#### Collected data entries
───
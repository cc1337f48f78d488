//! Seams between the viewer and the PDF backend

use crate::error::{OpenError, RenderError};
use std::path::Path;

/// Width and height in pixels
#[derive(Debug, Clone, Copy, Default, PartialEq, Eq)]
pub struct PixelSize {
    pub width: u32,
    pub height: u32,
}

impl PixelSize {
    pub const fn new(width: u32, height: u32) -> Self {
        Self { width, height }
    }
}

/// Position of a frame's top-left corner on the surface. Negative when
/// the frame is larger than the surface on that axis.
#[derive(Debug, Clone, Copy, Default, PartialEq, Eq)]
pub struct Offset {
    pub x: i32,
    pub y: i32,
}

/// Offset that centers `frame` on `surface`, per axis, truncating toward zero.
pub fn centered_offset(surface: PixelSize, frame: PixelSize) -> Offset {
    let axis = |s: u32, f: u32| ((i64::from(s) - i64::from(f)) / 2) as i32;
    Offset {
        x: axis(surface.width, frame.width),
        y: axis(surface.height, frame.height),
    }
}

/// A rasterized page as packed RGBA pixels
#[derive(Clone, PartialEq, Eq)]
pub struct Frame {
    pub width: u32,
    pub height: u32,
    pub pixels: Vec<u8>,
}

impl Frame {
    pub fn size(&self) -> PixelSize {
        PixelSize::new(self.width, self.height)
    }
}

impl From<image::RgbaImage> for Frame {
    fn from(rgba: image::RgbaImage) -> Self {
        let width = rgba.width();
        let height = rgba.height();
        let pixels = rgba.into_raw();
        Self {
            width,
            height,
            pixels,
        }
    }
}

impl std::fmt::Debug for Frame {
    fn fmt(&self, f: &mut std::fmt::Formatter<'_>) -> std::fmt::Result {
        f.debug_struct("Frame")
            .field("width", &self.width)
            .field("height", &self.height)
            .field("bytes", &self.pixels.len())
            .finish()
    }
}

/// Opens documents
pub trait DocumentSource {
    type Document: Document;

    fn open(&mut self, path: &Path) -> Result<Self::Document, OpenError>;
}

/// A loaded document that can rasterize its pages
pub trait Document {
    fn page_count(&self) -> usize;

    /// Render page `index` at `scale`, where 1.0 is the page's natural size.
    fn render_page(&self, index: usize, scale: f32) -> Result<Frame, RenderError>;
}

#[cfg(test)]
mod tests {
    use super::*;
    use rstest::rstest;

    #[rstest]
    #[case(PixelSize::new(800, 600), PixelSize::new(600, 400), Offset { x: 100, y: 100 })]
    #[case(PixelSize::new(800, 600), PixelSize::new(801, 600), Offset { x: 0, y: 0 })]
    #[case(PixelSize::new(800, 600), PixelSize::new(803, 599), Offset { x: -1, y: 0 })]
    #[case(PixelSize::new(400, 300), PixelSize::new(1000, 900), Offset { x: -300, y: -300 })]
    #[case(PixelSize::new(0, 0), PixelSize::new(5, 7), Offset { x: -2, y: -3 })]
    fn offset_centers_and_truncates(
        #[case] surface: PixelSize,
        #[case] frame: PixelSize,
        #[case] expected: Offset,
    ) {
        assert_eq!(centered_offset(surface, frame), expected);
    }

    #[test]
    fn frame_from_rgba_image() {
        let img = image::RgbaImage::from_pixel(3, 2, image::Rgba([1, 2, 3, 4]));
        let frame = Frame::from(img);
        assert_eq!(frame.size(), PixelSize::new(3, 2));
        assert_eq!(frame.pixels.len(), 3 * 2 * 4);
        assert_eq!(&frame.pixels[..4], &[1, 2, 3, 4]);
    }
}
───
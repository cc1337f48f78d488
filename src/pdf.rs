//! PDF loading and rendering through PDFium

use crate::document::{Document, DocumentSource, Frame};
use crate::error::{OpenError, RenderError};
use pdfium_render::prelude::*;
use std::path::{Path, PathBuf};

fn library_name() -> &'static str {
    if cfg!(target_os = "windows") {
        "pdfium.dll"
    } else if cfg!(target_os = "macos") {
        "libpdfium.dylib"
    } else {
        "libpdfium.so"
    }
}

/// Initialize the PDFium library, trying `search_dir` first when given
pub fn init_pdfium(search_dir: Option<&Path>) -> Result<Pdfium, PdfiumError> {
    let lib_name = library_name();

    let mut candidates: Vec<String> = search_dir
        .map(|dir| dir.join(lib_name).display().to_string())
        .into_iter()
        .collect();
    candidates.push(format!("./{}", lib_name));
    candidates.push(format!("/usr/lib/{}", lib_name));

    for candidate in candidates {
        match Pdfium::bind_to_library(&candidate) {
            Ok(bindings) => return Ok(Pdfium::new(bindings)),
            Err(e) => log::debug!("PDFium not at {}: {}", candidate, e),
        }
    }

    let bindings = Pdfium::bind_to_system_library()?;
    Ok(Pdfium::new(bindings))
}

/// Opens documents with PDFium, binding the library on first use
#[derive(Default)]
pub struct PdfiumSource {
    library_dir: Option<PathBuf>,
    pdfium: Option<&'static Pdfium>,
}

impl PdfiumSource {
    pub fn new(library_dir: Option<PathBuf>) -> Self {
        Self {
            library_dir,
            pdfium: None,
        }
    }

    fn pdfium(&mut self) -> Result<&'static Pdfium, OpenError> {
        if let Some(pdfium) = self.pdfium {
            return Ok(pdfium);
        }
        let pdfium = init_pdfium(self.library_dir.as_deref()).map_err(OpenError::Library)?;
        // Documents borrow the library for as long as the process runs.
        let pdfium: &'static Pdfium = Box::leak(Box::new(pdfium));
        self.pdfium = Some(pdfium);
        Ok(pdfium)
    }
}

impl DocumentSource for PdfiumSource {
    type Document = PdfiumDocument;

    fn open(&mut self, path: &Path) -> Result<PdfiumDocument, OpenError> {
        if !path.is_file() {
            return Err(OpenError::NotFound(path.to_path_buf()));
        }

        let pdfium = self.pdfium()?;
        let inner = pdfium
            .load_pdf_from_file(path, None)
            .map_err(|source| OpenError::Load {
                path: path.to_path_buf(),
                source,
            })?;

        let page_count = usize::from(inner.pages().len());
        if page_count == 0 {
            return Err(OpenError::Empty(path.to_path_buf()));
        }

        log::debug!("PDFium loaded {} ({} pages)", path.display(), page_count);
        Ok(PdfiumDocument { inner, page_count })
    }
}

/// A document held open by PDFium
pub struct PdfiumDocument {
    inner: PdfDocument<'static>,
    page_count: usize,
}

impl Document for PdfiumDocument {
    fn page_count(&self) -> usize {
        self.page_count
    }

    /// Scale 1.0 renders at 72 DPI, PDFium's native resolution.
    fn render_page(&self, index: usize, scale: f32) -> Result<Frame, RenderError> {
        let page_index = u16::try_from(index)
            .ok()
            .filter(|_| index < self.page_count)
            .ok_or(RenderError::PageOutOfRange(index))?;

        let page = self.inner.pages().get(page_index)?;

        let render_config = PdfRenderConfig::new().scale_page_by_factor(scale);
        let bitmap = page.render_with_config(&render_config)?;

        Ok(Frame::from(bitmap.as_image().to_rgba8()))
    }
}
───
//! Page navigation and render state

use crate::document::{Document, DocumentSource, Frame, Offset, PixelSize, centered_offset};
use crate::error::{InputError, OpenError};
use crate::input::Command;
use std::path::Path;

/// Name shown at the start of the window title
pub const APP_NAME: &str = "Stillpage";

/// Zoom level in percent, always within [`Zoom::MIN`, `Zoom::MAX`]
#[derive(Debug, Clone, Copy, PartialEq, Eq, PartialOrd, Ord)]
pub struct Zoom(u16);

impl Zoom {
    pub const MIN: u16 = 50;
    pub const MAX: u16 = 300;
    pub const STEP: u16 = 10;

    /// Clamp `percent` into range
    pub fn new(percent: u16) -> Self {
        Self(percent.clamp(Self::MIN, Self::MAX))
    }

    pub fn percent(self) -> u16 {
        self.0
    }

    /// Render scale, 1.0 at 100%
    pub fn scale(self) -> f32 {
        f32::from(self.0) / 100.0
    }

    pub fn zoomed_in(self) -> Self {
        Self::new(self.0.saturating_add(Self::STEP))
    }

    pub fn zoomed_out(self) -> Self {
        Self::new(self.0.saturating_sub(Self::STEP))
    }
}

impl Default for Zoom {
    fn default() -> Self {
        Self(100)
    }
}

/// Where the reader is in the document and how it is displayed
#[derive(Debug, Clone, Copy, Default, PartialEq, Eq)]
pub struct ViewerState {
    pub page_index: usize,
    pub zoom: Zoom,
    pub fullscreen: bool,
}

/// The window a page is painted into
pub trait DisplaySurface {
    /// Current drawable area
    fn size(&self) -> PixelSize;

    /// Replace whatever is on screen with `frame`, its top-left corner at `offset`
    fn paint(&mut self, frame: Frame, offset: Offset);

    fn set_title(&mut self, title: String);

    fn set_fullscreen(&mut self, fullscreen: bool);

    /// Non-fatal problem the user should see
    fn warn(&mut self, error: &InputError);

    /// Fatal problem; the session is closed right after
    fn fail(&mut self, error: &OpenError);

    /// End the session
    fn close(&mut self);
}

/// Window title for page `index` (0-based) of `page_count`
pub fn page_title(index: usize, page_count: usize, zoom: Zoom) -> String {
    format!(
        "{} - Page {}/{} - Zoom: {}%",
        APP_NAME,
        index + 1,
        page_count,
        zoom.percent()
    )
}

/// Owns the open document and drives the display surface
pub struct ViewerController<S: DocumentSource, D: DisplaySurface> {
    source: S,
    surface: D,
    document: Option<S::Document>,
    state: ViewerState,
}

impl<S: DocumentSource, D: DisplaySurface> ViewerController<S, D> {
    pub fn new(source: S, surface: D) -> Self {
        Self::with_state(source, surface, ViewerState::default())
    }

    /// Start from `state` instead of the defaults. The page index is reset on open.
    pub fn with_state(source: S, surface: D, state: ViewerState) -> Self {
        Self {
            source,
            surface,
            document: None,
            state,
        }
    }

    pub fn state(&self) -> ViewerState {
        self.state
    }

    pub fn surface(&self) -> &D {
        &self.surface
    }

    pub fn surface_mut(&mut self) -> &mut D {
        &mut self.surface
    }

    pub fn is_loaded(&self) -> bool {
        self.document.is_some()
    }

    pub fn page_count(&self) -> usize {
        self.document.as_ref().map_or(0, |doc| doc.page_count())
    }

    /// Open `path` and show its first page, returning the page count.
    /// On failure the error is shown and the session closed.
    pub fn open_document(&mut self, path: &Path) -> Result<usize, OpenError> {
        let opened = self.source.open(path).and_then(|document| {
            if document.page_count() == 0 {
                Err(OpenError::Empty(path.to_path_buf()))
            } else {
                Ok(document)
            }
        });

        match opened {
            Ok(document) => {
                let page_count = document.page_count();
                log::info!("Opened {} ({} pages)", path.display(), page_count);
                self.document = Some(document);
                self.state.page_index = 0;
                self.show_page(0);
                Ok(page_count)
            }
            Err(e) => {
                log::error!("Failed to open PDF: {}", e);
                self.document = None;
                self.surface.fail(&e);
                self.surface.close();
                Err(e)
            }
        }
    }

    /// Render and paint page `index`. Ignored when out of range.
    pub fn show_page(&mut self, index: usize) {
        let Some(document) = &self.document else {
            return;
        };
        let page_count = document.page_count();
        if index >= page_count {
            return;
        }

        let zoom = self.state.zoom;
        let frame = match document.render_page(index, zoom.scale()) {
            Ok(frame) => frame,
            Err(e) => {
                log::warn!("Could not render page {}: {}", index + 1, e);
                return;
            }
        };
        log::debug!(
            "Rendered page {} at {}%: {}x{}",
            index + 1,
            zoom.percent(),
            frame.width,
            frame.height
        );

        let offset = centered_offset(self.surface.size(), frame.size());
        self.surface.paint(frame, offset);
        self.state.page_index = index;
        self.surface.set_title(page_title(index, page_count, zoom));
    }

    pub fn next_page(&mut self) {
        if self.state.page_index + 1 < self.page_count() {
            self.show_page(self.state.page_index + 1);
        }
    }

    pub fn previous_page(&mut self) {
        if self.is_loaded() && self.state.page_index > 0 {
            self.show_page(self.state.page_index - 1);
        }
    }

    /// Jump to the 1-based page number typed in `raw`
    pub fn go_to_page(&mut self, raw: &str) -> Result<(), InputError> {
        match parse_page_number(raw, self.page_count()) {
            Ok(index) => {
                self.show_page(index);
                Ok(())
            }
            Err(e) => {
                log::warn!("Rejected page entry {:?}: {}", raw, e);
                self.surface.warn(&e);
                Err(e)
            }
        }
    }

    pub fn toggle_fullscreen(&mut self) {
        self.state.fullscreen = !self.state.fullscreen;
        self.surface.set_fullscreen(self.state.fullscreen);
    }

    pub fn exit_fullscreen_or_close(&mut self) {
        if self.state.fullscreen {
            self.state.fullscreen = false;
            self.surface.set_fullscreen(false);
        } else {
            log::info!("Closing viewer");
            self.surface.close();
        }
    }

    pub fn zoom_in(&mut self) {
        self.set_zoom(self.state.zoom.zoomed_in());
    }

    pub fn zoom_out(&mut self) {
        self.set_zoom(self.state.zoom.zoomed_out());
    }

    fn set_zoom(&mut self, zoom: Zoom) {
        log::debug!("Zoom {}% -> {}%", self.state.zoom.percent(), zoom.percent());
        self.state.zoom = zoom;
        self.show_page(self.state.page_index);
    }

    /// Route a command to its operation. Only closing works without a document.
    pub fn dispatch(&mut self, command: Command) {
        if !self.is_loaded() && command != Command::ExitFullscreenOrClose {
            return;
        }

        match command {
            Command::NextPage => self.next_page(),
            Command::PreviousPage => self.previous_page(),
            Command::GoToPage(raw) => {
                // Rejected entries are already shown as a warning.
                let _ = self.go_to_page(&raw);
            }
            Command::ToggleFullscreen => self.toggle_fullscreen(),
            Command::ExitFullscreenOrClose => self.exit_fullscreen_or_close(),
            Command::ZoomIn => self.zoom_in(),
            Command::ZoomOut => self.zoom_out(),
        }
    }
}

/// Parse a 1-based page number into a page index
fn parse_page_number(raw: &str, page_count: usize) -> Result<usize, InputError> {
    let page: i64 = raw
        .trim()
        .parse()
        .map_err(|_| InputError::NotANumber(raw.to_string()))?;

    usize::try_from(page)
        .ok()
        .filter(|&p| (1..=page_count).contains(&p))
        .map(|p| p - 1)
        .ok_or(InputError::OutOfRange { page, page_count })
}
───
#### To do
Each line holding the word "InputError" must be pulled from the records.

#### Response area
use crate::error::{InputError, OpenError};
    fn warn(&mut self, error: &InputError);
    pub fn go_to_page(&mut self, raw: &str) -> Result<(), InputError> {
fn parse_page_number(raw: &str, page_count: usize) -> Result<usize, InputError> {
        .map_err(|_| InputError::NotANumber(raw.to_string()))?;
        .ok_or(InputError::OutOfRange { page, page_count })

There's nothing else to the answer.